Évidemment, plus que jamais il est légitime de penser que l’État palestinien s'impose et hélas, mille fois hélas, plus que jamais, il semble s'éloigner. Comment imaginer qu’Israël puisse accepter la création d’un État gouverné par l’islam le plus meurtrier ayant perpétré les pires crimes, armé et soutenu par l’Iran, allié du Hezbollah et de tous ceux qui veulent une « guerre de civilisation » avec l’Occident et ne rêvant que de le détruire ? Mais qui sont les personnages qui auront la capacité, la force, le courage de risquer leur vie, la volonté, la hauteur de vue pour se hisser au niveau de ces histoires tragiques ? Les hommes sans les peuples ne pèsent pas grand-chose...et les peuples, aujourd’hui la veulent-ils, la paix ?

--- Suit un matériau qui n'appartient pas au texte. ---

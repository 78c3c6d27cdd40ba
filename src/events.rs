//! Event fan-out and append-only logs
//!
//! Snapshots, alert notifications and execution completions are delivered to external
//! consumers (report generators, dashboards) through a [`Subscribers`] registry.
//!
//! Delivery is sequential and awaited, but every sink gets at most a grace period per
//! event. A sink that exceeds it, or whose receiving side is gone, is dropped and logged,
//! so one misbehaving consumer can never stall the monitor loop indefinitely.

use std::sync::Arc;
use std::sync::atomic::{AtomicU64, Ordering};
use std::time::Duration;

use async_trait::async_trait;
use tokio::sync::{RwLock, mpsc};
use tracing::{trace, warn};

/// Identifier returned by `subscribe`, used to `unsubscribe`
pub type SubscriptionId = u64;

/// Something that accepts events of type `E`
#[async_trait]
pub trait EventSink<E>: Send + Sync {
    /// Deliver one event
    ///
    /// Returns `false` once the sink can no longer accept events; it is then removed.
    async fn deliver(&self, event: &E) -> bool;
}

#[async_trait]
impl<E> EventSink<E> for mpsc::Sender<E>
where
    E: Clone + Send + Sync + 'static,
{
    async fn deliver(&self, event: &E) -> bool {
        self.send(event.clone()).await.is_ok()
    }
}

/// Adapter turning a plain callback into a sink
///
/// The callback runs inline on the publishing task, so it must not block. Consumers doing
/// slow work should subscribe with a channel instead.
pub struct FnSink<F>(pub F);

#[async_trait]
impl<E, F> EventSink<E> for FnSink<F>
where
    E: Send + Sync + 'static,
    F: Fn(&E) + Send + Sync,
{
    async fn deliver(&self, event: &E) -> bool {
        (self.0)(event);
        true
    }
}

struct Subscriber<E> {
    id: SubscriptionId,
    sink: Arc<dyn EventSink<E>>,
}

impl<E> Clone for Subscriber<E> {
    fn clone(&self) -> Self {
        Self {
            id: self.id,
            sink: self.sink.clone(),
        }
    }
}

/// Registry of sinks for one event type
pub struct Subscribers<E> {
    label: &'static str,
    next_id: Arc<AtomicU64>,
    entries: Arc<RwLock<Vec<Subscriber<E>>>>,
}

impl<E> Clone for Subscribers<E> {
    fn clone(&self) -> Self {
        Self {
            label: self.label,
            next_id: self.next_id.clone(),
            entries: self.entries.clone(),
        }
    }
}

impl<E> Subscribers<E>
where
    E: Send + Sync + 'static,
{
    /// Create an empty registry; `label` names the event stream in logs
    pub fn new(label: &'static str) -> Self {
        Self {
            label,
            next_id: Arc::new(AtomicU64::new(1)),
            entries: Arc::new(RwLock::new(Vec::new())),
        }
    }

    pub async fn subscribe(&self, sink: impl EventSink<E> + 'static) -> SubscriptionId {
        let id = self.next_id.fetch_add(1, Ordering::Relaxed);
        self.entries.write().await.push(Subscriber {
            id,
            sink: Arc::new(sink),
        });
        trace!("{}: added subscriber {id}", self.label);
        id
    }

    /// Remove a subscriber; returns whether it was still registered
    pub async fn unsubscribe(&self, id: SubscriptionId) -> bool {
        let mut entries = self.entries.write().await;
        let before = entries.len();
        entries.retain(|s| s.id != id);
        before != entries.len()
    }

    pub async fn len(&self) -> usize {
        self.entries.read().await.len()
    }

    pub async fn is_empty(&self) -> bool {
        self.entries.read().await.is_empty()
    }

    /// Deliver `event` to every subscriber in registration order
    ///
    /// Returns the number of sinks that accepted the event. Sinks that time out or report
    /// themselves closed are removed.
    pub async fn publish(&self, event: &E, grace: Duration) -> usize {
        let current: Vec<Subscriber<E>> = self.entries.read().await.clone();
        if current.is_empty() {
            return 0;
        }

        let mut delivered = 0;
        let mut dropped = Vec::new();

        for subscriber in &current {
            match tokio::time::timeout(grace, subscriber.sink.deliver(event)).await {
                Ok(true) => delivered += 1,
                Ok(false) => {
                    trace!("{}: subscriber {} closed", self.label, subscriber.id);
                    dropped.push(subscriber.id);
                }
                Err(_) => {
                    warn!(
                        "{}: subscriber {} exceeded grace period of {grace:?}, dropping it",
                        self.label, subscriber.id
                    );
                    dropped.push(subscriber.id);
                }
            }
        }

        if !dropped.is_empty() {
            self.entries
                .write()
                .await
                .retain(|s| !dropped.contains(&s.id));
        }

        delivered
    }
}

/// Append-only record list guarded by a single writer lock
///
/// Readers always see a consistent prefix of the log.
#[derive(Debug)]
pub struct EventLog<T> {
    entries: Arc<RwLock<Vec<T>>>,
}

impl<T> Clone for EventLog<T> {
    fn clone(&self) -> Self {
        Self {
            entries: self.entries.clone(),
        }
    }
}

impl<T> Default for EventLog<T> {
    fn default() -> Self {
        Self {
            entries: Arc::new(RwLock::new(Vec::new())),
        }
    }
}

impl<T: Clone> EventLog<T> {
    pub fn new() -> Self {
        Self::default()
    }

    pub async fn append(&self, entry: T) {
        self.entries.write().await.push(entry);
    }

    pub async fn extend(&self, entries: impl IntoIterator<Item = T>) {
        self.entries.write().await.extend(entries);
    }

    /// Copy of every entry recorded so far
    pub async fn snapshot(&self) -> Vec<T> {
        self.entries.read().await.clone()
    }

    pub async fn len(&self) -> usize {
        self.entries.read().await.len()
    }

    pub async fn is_empty(&self) -> bool {
        self.entries.read().await.is_empty()
    }
}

Il faut donc, pour le bien de l'Humanité, tenter de sortir de cette logique de force et de domination pour s'engager sur celle de la justice, de l'égalité et de la liberté des peuples. Je mesure la difficulté, l’immensité du défi. Mais ne pas le tenter c'est prendre le chemin de la guerre généralisée avec les tragédies, les massacres et les exodes massifs de populations qui vont l’accompagner. Car soyons sans illusions et sans aucune naïveté, ceux qui souhaitent une nouvelle Shoah, un nouveau génocide des Arméniens existent. Ils sont à l’œuvre. Une guerre idéologique et civilisationnelle est possible tant les ressentiments à travers le monde sont immenses. Tant les imaginaires et les identités sont torturés, tant les démagogues irresponsables sont dangereux.

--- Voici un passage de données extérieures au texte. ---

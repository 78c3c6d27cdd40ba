//! Alert lifecycle through a running session
//!
//! Tests cover:
//! - A sustained memory breach raising a single high-severity alert
//! - Deduplication while an alert is open, escalation in place
//! - Resolution after the cooldown and re-raising on a new breach
//! - Acknowledgement

use std::time::Duration;

use assert_matches::assert_matches;
use pretty_assertions::assert_eq;
use tokio::sync::mpsc;
use watchtower::alerts::NotificationKind;
use watchtower::sources::MemorySource;
use watchtower::{AlertStatus, MEMORY_MB, ProfileName, Severity};

use crate::helpers::*;

#[tokio::test(start_paused = true)]
async fn test_memory_breach_raises_high_alert_and_steps_profile_down() {
    let source = MemorySource::new();
    source.set("api", MEMORY_MB, 150.0);

    let session = builder(&source)
        .rule(memory_rule(100.0, Severity::High))
        .profile(ProfileName::Comprehensive)
        .probe(heavy_probe())
        .start()
        .unwrap();

    let mut raised_at_tick = None;
    for n in 1..=5 {
        tick(&session).await;
        if raised_at_tick.is_none() && !session.open_alerts().is_empty() {
            raised_at_tick = Some(n);
        }
    }

    assert_matches!(raised_at_tick, Some(n) if n <= 2);

    let alerts = session.alerts();
    assert_eq!(alerts.len(), 1);
    assert_eq!(alerts[0].severity, Severity::High);
    assert_eq!(alerts[0].alert_type, MEMORY_MB);
    assert_eq!(alerts[0].unit_id, "api");
    assert_eq!(alerts[0].status, AlertStatus::Open);

    let changes = session.profile_changes().await;
    assert_eq!(changes.len(), 1);
    assert_eq!(changes[0].from, ProfileName::Comprehensive);
    assert_eq!(changes[0].to, ProfileName::Balanced);
    assert_eq!(session.current_profile().name, ProfileName::Balanced);

    session.stop().await;
}

#[tokio::test(start_paused = true)]
async fn test_open_alert_is_deduplicated_across_ticks() {
    let source = MemorySource::new();
    source.set("api", MEMORY_MB, 150.0);
    let session = builder(&source)
        .rule(memory_rule(100.0, Severity::High))
        .start()
        .unwrap();

    let (tx, mut rx) = mpsc::channel(16);
    session.on_alert(tx).await;

    for _ in 0..5 {
        tick(&session).await;
    }

    let notifications = drain(&mut rx);
    assert_eq!(notifications.len(), 1);
    assert_eq!(notifications[0].kind, NotificationKind::Raised);
    assert_eq!(session.open_alerts().len(), 1);

    // the open alert tracks the latest observation
    source.set("api", MEMORY_MB, 180.0);
    tick(&session).await;
    assert_eq!(session.open_alerts()[0].value, 180.0);
    assert_eq!(session.alert_log().await.len(), 1);

    session.stop().await;
}

#[tokio::test(start_paused = true)]
async fn test_higher_severity_escalates_the_open_alert() {
    let source = MemorySource::new();
    source.set("api", MEMORY_MB, 150.0);
    let session = builder(&source)
        .rule(memory_rule(100.0, Severity::Medium).with_type("memory"))
        .rule(memory_rule(200.0, Severity::Critical).with_type("memory"))
        .start()
        .unwrap();

    tick(&session).await;
    let raised = session.open_alerts();
    assert_eq!(raised.len(), 1);
    assert_eq!(raised[0].severity, Severity::Medium);

    source.set("api", MEMORY_MB, 250.0);
    tick(&session).await;

    let escalated = session.open_alerts();
    assert_eq!(escalated.len(), 1);
    assert_eq!(escalated[0].id, raised[0].id);
    assert_eq!(escalated[0].severity, Severity::Critical);
    assert_eq!(escalated[0].threshold, 200.0);

    let kinds = session
        .alert_log()
        .await
        .into_iter()
        .map(|n| n.kind)
        .collect::<Vec<_>>();
    assert_eq!(kinds, vec![NotificationKind::Raised, NotificationKind::Escalated]);

    session.stop().await;
}

#[tokio::test(start_paused = true)]
async fn test_alert_resolves_after_cooldown_and_stays_resolved() {
    let source = MemorySource::new();
    source.set("api", MEMORY_MB, 150.0);
    let session = builder(&source)
        .rule(memory_rule(100.0, Severity::High))
        .configure(|config| config.alerts.cooldown_snapshots = 3)
        .start()
        .unwrap();

    tick(&session).await;
    let first = session.open_alerts().pop().unwrap();

    source.set("api", MEMORY_MB, 50.0);
    tick(&session).await;
    tick(&session).await;
    assert_eq!(session.open_alerts().len(), 1, "still within the cooldown");

    tick(&session).await;
    assert!(session.open_alerts().is_empty());

    for _ in 0..3 {
        tick(&session).await;
    }
    let alerts = session.alerts();
    assert_eq!(alerts.len(), 1);
    assert_eq!(alerts[0].status, AlertStatus::Resolved);
    assert!(alerts[0].resolved_at.is_some());

    // a new breach opens a new alert
    source.set("api", MEMORY_MB, 150.0);
    tick(&session).await;
    let second = session.open_alerts().pop().unwrap();
    assert_ne!(second.id, first.id);

    let kinds = session
        .alert_log()
        .await
        .into_iter()
        .map(|n| n.kind)
        .collect::<Vec<_>>();
    assert_eq!(
        kinds,
        vec![
            NotificationKind::Raised,
            NotificationKind::Resolved,
            NotificationKind::Raised
        ]
    );

    session.stop().await;
}

#[tokio::test(start_paused = true)]
async fn test_grace_delays_the_alert() {
    let source = MemorySource::new();
    source.set("api", MEMORY_MB, 150.0);
    let session = builder(&source)
        .rule(memory_rule(100.0, Severity::Low).with_grace(2))
        .start()
        .unwrap();

    tick(&session).await;
    tick(&session).await;
    assert!(session.open_alerts().is_empty());

    tick(&session).await;
    assert_eq!(session.open_alerts().len(), 1);

    session.stop().await;
}

#[tokio::test(start_paused = true)]
async fn test_acknowledged_alert_stays_unresolved() {
    let source = MemorySource::new();
    source.set("api", MEMORY_MB, 150.0);
    let session = builder(&source)
        .rule(memory_rule(100.0, Severity::High))
        .start()
        .unwrap();

    let (tx, mut rx) = mpsc::channel(4);
    session.on_alert(tx).await;
    tick(&session).await;

    let raised = recv_within(&mut rx, Duration::from_secs(1)).await;
    assert!(session.acknowledge_alert(raised.alert.id));

    let open = session.open_alerts();
    assert_eq!(open.len(), 1);
    assert_eq!(open[0].status, AlertStatus::Acknowledged);
    assert_eq!(session.status().await.open_alerts, 1);

    assert!(!session.acknowledge_alert(uuid::Uuid::new_v4()));

    session.stop().await;
}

Nous ne pouvons plus, nous ne devons plus accepter de voir fleurir dans nos rues et sur nos murs les slogans et les tags antisémites. Les manœuvres qui visent à fragmenter, à fracturer le peuple français sont inacceptables et mettent en danger la cohésion du pays. Elles sont une source considérable d’affaiblissement, ce que recherchent nos adversaires pour ne pas dire nos ennemis de l’extérieur et de l’intérieur. Nous devons, nous, citoyens républicains, nous lever, nous rassembler et refuser la guerre qu’un certain nombre d’entre nous annonçons depuis longtemps et que nous voyons poindre. Cela veut dire accepter le combat idéologique, politique, philosophique, qu’il nous faut aujourd’hui livrer en particulier contre l’offensive de l’islam politique afin d’éviter que puisse advenir la guerre civile. La fraternité républicaine n’est pas un vain mot tout comme l’autorité de l’État que réclame l’immense majorité de nos concitoyens.

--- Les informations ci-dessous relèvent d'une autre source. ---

//! Concurrency rules of the orchestrator
//!
//! Tests cover:
//! - At most one running execution per workflow, drop and queue policies
//! - Independent workflows running side by side
//! - The profile's concurrency cap
//! - Stopping a session with executions in flight, cooperative or not

use std::sync::Arc;
use std::time::Duration;

use assert_matches::assert_matches;
use pretty_assertions::assert_eq;
use tokio::sync::mpsc;
use watchtower::actors::ABANDONED_AT_STOP;
use watchtower::error::EngineError;
use watchtower::sources::MemorySource;
use watchtower::workflows::{ConcurrencyPolicy, WorkflowTrigger};
use watchtower::{ExecutionStatus, MEMORY_MB, ProfileName, Severity, Workflow};

use crate::helpers::*;

fn on_any_alert(id: &str) -> Workflow {
    Workflow::new(id, WorkflowTrigger::Severity { min: Severity::Low }).step("pause")
}

#[tokio::test(start_paused = true)]
async fn test_no_second_running_execution_of_a_workflow() {
    let source = MemorySource::new();
    source.set("api", MEMORY_MB, 150.0);

    let session = builder(&source)
        .rule(memory_rule(100.0, Severity::High))
        .action("pause", pause(Duration::from_secs(10)))
        .register_workflow(on_any_alert("slow"))
        .start()
        .unwrap();

    let (tx, mut rx) = mpsc::channel(4);
    session.on_execution_complete(tx).await;

    tick(&session).await;
    assert_eq!(session.status().await.running_executions, 1);

    let duplicate = session
        .execute_manually("slow", serde_json::Value::Null)
        .await;
    assert_matches!(duplicate, Err(EngineError::WorkflowBusy(id)) if id == "slow");

    let finished = recv_within(&mut rx, Duration::from_secs(20)).await;
    assert_eq!(finished.status, ExecutionStatus::Completed);

    tokio::time::sleep(Duration::from_secs(1)).await;
    assert_eq!(session.executions().await.len(), 1);
    assert_eq!(session.status().await.running_executions, 0);

    session.stop().await;
}

#[tokio::test(start_paused = true)]
async fn test_queued_triggers_run_back_to_back() {
    let source = MemorySource::new();
    let session = builder(&source)
        .action("pause", pause(Duration::from_secs(1)))
        .register_workflow(
            Workflow::new("serial", WorkflowTrigger::Manual)
                .step("pause")
                .with_concurrency(ConcurrencyPolicy::Queue),
        )
        .start()
        .unwrap();

    let (first, second) = tokio::join!(
        session.execute_manually("serial", serde_json::Value::Null),
        session.execute_manually("serial", serde_json::Value::Null),
    );
    let first = first.unwrap();
    let second = second.unwrap();

    assert_eq!(first.status, ExecutionStatus::Completed);
    assert_eq!(second.status, ExecutionStatus::Completed);
    assert_ne!(first.execution_id, second.execution_id);
    assert!(second.started_at >= first.finished_at.unwrap());

    session.stop().await;
}

#[tokio::test(start_paused = true)]
async fn test_independent_workflows_run_side_by_side() {
    let source = MemorySource::new();
    source.set("api", MEMORY_MB, 150.0);

    let session = builder(&source)
        .rule(memory_rule(100.0, Severity::High))
        .action("pause", pause(Duration::from_secs(5)))
        .register_workflow(on_any_alert("first"))
        .register_workflow(on_any_alert("second"))
        .start()
        .unwrap();

    let (tx, mut rx) = mpsc::channel(4);
    session.on_execution_complete(tx).await;

    tick(&session).await;
    assert_eq!(session.status().await.running_executions, 2);

    let mut finished = vec![
        recv_within(&mut rx, Duration::from_secs(10)).await.workflow_id,
        recv_within(&mut rx, Duration::from_secs(10)).await.workflow_id,
    ];
    finished.sort();
    assert_eq!(finished, vec!["first", "second"]);

    session.stop().await;
}

#[tokio::test(start_paused = true)]
async fn test_profile_caps_concurrent_executions() {
    let source = MemorySource::new();
    source.set("api", MEMORY_MB, 150.0);

    // minimal allows two concurrent operations
    let session = builder(&source)
        .profile(ProfileName::Minimal)
        .rule(memory_rule(100.0, Severity::High))
        .action("pause", pause(Duration::from_secs(5)))
        .register_workflow(on_any_alert("a"))
        .register_workflow(on_any_alert("b"))
        .register_workflow(on_any_alert("c"))
        .start()
        .unwrap();

    tick(&session).await;
    assert_eq!(session.status().await.running_executions, 2);

    tokio::time::sleep(Duration::from_secs(10)).await;
    let executions = session.executions().await;
    assert_eq!(executions.len(), 2);
    assert!(executions.iter().all(|e| e.workflow_id != "c"));

    session.stop().await;
}

#[tokio::test(start_paused = true)]
async fn test_stop_cancels_in_flight_execution_between_steps() {
    let source = MemorySource::new();
    let session = Arc::new(
        builder(&source)
            .action("pause", pause(Duration::from_secs(2)))
            .register_workflow(
                Workflow::new("long", WorkflowTrigger::Manual)
                    .step("pause")
                    .step("pause")
                    .step("pause"),
            )
            .start()
            .unwrap(),
    );

    let running = tokio::spawn({
        let session = session.clone();
        async move {
            session
                .execute_manually("long", serde_json::Value::Null)
                .await
        }
    });

    tokio::time::sleep(Duration::from_secs(1)).await;
    session.stop().await;

    let execution = running.await.unwrap().unwrap();
    assert_eq!(execution.status, ExecutionStatus::Cancelled);
    assert_eq!(execution.steps_completed, 1);
    assert_eq!(execution.steps_expected, 3);

    let status = session.status().await;
    assert!(!status.monitoring);
    assert_eq!(status.running_executions, 0);

    let result = session
        .execute_manually("long", serde_json::Value::Null)
        .await;
    assert_matches!(result, Err(EngineError::ActorUnavailable(_)));
}

#[tokio::test(start_paused = true)]
async fn test_stop_records_execution_abandoned_mid_step() {
    let source = MemorySource::new();
    let session = Arc::new(
        builder(&source)
            .action("pause", pause(Duration::from_secs(20)))
            .register_workflow(Workflow::new("stuck", WorkflowTrigger::Manual).step("pause"))
            .start()
            .unwrap(),
    );

    let (tx, mut rx) = mpsc::channel(4);
    session.on_execution_complete(tx).await;

    let running = tokio::spawn({
        let session = session.clone();
        async move {
            session
                .execute_manually("stuck", serde_json::Value::Null)
                .await
        }
    });

    tokio::time::sleep(Duration::from_secs(1)).await;
    session.stop().await;

    // the step ignores cancellation and outlives the shutdown grace
    let execution = running.await.unwrap().unwrap();
    assert_eq!(execution.status, ExecutionStatus::Cancelled);
    assert_eq!(execution.error.as_deref(), Some(ABANDONED_AT_STOP));
    assert_eq!(execution.steps_completed, 0);
    assert!(execution.finished_at.unwrap() >= execution.started_at);

    let history = session.executions().await;
    assert_eq!(history.len(), 1);
    assert_eq!(history[0].execution_id, execution.execution_id);

    let published = drain(&mut rx);
    assert_eq!(published.len(), 1);
    assert_eq!(published[0].status, ExecutionStatus::Cancelled);
}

La République sans cesse attaquée ne peut survivre sans ses citoyens. Aux hommes et aux femmes de bonne volonté de se faire entendre, de se lever et de dire NON à la barbarie qui vient. Les limites de la complaisance sont dépassées et le pays ne peut et ne doit se laisser fracturer par tous ceux qui ne lui veulent que du mal.